Märkische Oderzeitung: Märkische Oderzeitung (Frankfurt (Oder)) zu Stuttgart 21:

Nach der Schlichtung ist vor der
Schlichtung. Dieses Gefühl wird man am Ende der Heiner-Geißler-Show
rund um Stuttgart 21 nicht los. Denn mit der aufwendigen Prozedur,
live im Fernsehen übertragen, wurde kaum etwas erreicht. Einig
scheinen sich Befürworter und Gegner nur in einer Sache zu sein,
vielleicht ist das das Verdienst der Schlichtung. Das Volk muss ran.
Eine Volksabstimmung ist sicher keine schlechte Idee. Es bleibt
allerdings der schale Beigeschmack, dass direkte Demokratie hier als
Instrument zugunsten der S21-Gegner herhalten soll.

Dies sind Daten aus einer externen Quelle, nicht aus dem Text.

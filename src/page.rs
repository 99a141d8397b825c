use crate::scroll_tracker::ViewportMetrics;

const SMOOTH_FACTOR: f64 = 0.2;
const SNAP_DISTANCE: f64 = 0.5;

/// The scrollable document shown by the viewer.
#[derive(Debug, Clone)]
pub struct Page {
    offset: f64,
    document_height: f64,
    viewport_height: f64,
    target: Option<f64>,
}

impl Page {
    pub fn new(document_height: f64, viewport_height: f64) -> Page {
        Page {
            offset: 0.0,
            document_height,
            viewport_height,
            target: None,
        }
    }

    pub fn offset(&self) -> f64 {
        self.offset
    }

    pub fn max_scroll(&self) -> f64 {
        (self.document_height - self.viewport_height).max(0.0)
    }

    pub fn is_animating(&self) -> bool {
        self.target.is_some()
    }

    /// Immediate scroll, returns `true` when the offset changed.
    pub fn scroll_by(&mut self, delta: f64) -> bool {
        self.target = None;
        self.set_offset(self.offset + delta)
    }

    pub fn scroll_to_edge(&mut self, bottom: bool) -> bool {
        self.target = None;
        let edge = if bottom { self.max_scroll() } else { 0.0 };
        self.set_offset(edge)
    }

    pub fn scroll_to(&mut self, target: f64) {
        let target = target.clamp(0.0, self.max_scroll());
        log::debug!("smooth scroll from {:.0} to {:.0}", self.offset, target);
        self.target = Some(target);
    }

    /// Advances a smooth scroll by one frame.
    pub fn step(&mut self) -> bool {
        let Some(target) = self.target else {
            return false;
        };
        let mut next = self.offset + (target - self.offset) * SMOOTH_FACTOR;
        if (target - next).abs() < SNAP_DISTANCE {
            next = target;
            self.target = None;
        }
        self.set_offset(next)
    }

    pub fn resize(&mut self, viewport_height: f64) {
        self.viewport_height = viewport_height.max(0.0);
        let offset = self.offset;
        self.set_offset(offset);
        if let Some(target) = self.target {
            self.target = Some(target.min(self.max_scroll()));
        }
    }

    fn set_offset(&mut self, offset: f64) -> bool {
        let offset = offset.clamp(0.0, self.max_scroll());
        let moved = offset != self.offset;
        self.offset = offset;
        moved
    }
}

impl ViewportMetrics for Page {
    fn scroll_offset(&self) -> Option<f64> {
        Some(self.offset)
    }

    fn document_height(&self) -> f64 {
        self.document_height
    }

    fn viewport_height(&self) -> f64 {
        self.viewport_height
    }
}

#[cfg(test)]
mod tests {
    use super::*;
    use pretty_assertions::assert_eq;

    #[test]
    fn scroll_by_clamps_to_document() {
        let mut page = Page::new(3000.0, 1000.0);
        assert!(!page.scroll_by(-50.0));
        assert!(page.scroll_by(2500.0));
        assert_eq!(page.offset(), 2000.0);
        assert!(page.scroll_to_edge(false));
        assert_eq!(page.offset(), 0.0);
    }

    #[test]
    fn short_document_cannot_scroll() {
        let mut page = Page::new(500.0, 1000.0);
        assert_eq!(page.max_scroll(), 0.0);
        assert!(!page.scroll_by(300.0));
    }

    #[test]
    fn smooth_scroll_reaches_target() {
        let mut page = Page::new(3000.0, 1000.0);
        page.scroll_to(1000.0);
        assert!(page.step());
        assert_eq!(page.offset(), 200.0);

        let mut frames = 1;
        while page.is_animating() {
            page.step();
            frames += 1;
            assert!(frames < 100);
        }
        assert_eq!(page.offset(), 1000.0);
        assert!(!page.step());
    }

    #[test]
    fn manual_scroll_cancels_smooth_scroll() {
        let mut page = Page::new(3000.0, 1000.0);
        page.scroll_to(1500.0);
        page.scroll_by(10.0);
        assert!(!page.is_animating());
        assert_eq!(page.offset(), 10.0);
    }

    #[test]
    fn resize_keeps_offset_in_range() {
        let mut page = Page::new(3000.0, 1000.0);
        page.scroll_by(2000.0);
        page.resize(2500.0);
        assert_eq!(page.offset(), 500.0);
        assert_eq!(page.viewport_height(), 2500.0);
    }
}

Vor allem dann,
wenn es aus deren Reihen heißt, dass eine Ablehnung des Projekts auch
dann gelten soll, wenn die gesetzlichen Quoren nicht erreicht werden.
Was soviel heißt wie: Die Gegner rechnen damit, dass viele Schwaben,
die dem Thema nicht so emotional wie sie gegenüberstehen, nicht zur
Abstimmung gehen. Darauf zu hoffen, ist ein Armutszeugnis.